The situation between Dr. Jesse Cole and St. James Hospital started long before Dr. Anna Chacko arrived there. That said, Dr. Chacko accused Dr. Cole of threatening her over the phone. It wasn't the first such accusation and Dr. Cole has been vindicated with a $4 million settlement announced yesterday.
One of the concepts in play in the case was the idea that Doctors should be employed independently rather than by the hospital itself. Dr. Cole, along with two other radiologists, had hospital privileges but were self employed. Dr. Chacko came in with a team of four and all were employees of the hospital. Dr. Cole believes this creates a conflict of interest and it's one of the sources of conflict.
Here's how he explained the problem,
hospitals which employ doctors have too much power over the physician patient relationship. Employed doctors, exclusive contracts, etc. are euphemisms for corporate practice of medicine. What happened here in Butte was that the hospital justified what it did with no input from the medical staff. When the quality of care decliined, and it was brought to the hospital administrations attention...it covered up the problems, retaliated against employees who were making good faith complaints about the quality of care, and creating a second class, protected medical practice for it's employed physicians.
It is really a big problem nationwide that not enough attention has been paid to. The public thinks that hospitals adminstrations and doctors are on the same side...well...not always, and not exactly. The hospital administrations allegiance is to the bottom line.
You probably are familiar with the constant drumbeat the presumed conflict of interest and adverse effect on physicians that pharmaceutical companies have on doctors with drug representatives and payments to doctors to present talks on drugs.
So...if doctors shouldn't be allowed to accept a free Viagra pen and a pizza from a drug sale rep because it influences their practice...why is nobody asking what effect a hospital can have on a doctor it employs? What if an employed doctor wants to send a patient to another hospital or clinic which is in a competitor's hospital or practice? In theory, the hospital administration is not supposed to interfere...but I will tell you that if an employed physician starts sending patients to, say, an outpatient imaging center not owned by the hospital, because it provides better care...the hospital CEO will make it known to that doctor who signs the paycheck.

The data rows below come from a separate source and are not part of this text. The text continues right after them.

//! Command surface.
//!
//! Every mutation of the record set is expressed as one [`Command`] value
//! and funneled through [`Engine::execute`]. Transport layers (chat bots,
//! admin tools) only ever build commands; they never touch records or
//! timers directly. Commands are serde-tagged so they can travel as JSON.

use std::sync::Arc;

use serde::{Deserialize, Serialize};

use whiteflag_core::{Claim, ClaimFields, ClaimId, EngineError, Request, RequestDetails, RequestId};

use crate::engine::Engine;

/// A single lifecycle mutation.
#[derive(Debug, Clone, PartialEq, Eq, Serialize, Deserialize)]
#[serde(tag = "op", rename_all = "snake_case")]
pub enum Command {
    SubmitRequest {
        tribe_name: String,
        requested_by: String,
        #[serde(default)]
        details: RequestDetails,
    },
    ApproveRequest {
        id: RequestId,
        actor: String,
    },
    DenyRequest {
        id: RequestId,
        actor: String,
    },
    EndRequestEarly {
        id: RequestId,
        actor: String,
        reason: String,
    },
    AddOrRefreshBounty {
        /// A request id or a tribe name.
        target: String,
        actor: String,
        reason: String,
    },
    RemoveBounty {
        target: String,
        actor: String,
    },
    SubmitClaim {
        bounty_id: RequestId,
        submitted_by: String,
        fields: ClaimFields,
    },
    ApproveClaim {
        id: ClaimId,
        actor: String,
    },
    DenyClaim {
        id: ClaimId,
        actor: String,
    },
}

/// The record a command acted on, as it stands after the command.
#[derive(Debug, Clone, PartialEq, Eq, Serialize, Deserialize)]
#[serde(untagged)]
pub enum CommandOutcome {
    Request(Request),
    Claim(Claim),
}

impl Engine {
    /// Run one command against the record set.
    pub async fn execute(self: &Arc<Self>, command: Command) -> Result<CommandOutcome, EngineError> {
        match command {
            Command::SubmitRequest {
                tribe_name,
                requested_by,
                details,
            } => self
                .submit_request(&tribe_name, &requested_by, details)
                .await
                .map(CommandOutcome::Request),
            Command::ApproveRequest { id, actor } => self
                .approve_request(id, &actor)
                .await
                .map(CommandOutcome::Request),
            Command::DenyRequest { id, actor } => self
                .deny_request(id, &actor)
                .await
                .map(CommandOutcome::Request),
            Command::EndRequestEarly { id, actor, reason } => self
                .end_request_early(id, &actor, &reason)
                .await
                .map(CommandOutcome::Request),
            Command::AddOrRefreshBounty {
                target,
                actor,
                reason,
            } => self
                .add_or_refresh_bounty(&target, &actor, &reason)
                .await
                .map(CommandOutcome::Request),
            Command::RemoveBounty { target, actor } => self
                .remove_bounty(&target, &actor)
                .await
                .map(CommandOutcome::Request),
            Command::SubmitClaim {
                bounty_id,
                submitted_by,
                fields,
            } => self
                .submit_claim(bounty_id, &submitted_by, fields)
                .await
                .map(CommandOutcome::Claim),
            Command::ApproveClaim { id, actor } => self
                .approve_claim(id, &actor)
                .await
                .map(CommandOutcome::Claim),
            Command::DenyClaim { id, actor } => self
                .deny_claim(id, &actor)
                .await
                .map(CommandOutcome::Claim),
        }
    }
}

In other words, what's the greater conflict of interest? Getting a free Viagra pen, or answering to a hospital CEO who can influence how you practice if you want to keep your job?
The corporate medical practice model is being adopted by the government...which wants to pay hospitals for a patient's care, then it will be up to the hospital to decide how to allocate the money to pay the doctors. This is the ACO...accountable care organization...which is another in a long line of failed promises...PPO's, HMO's, etc. It is more dangerous because of the influence and power such a scheme necessarily hands over to a hospital.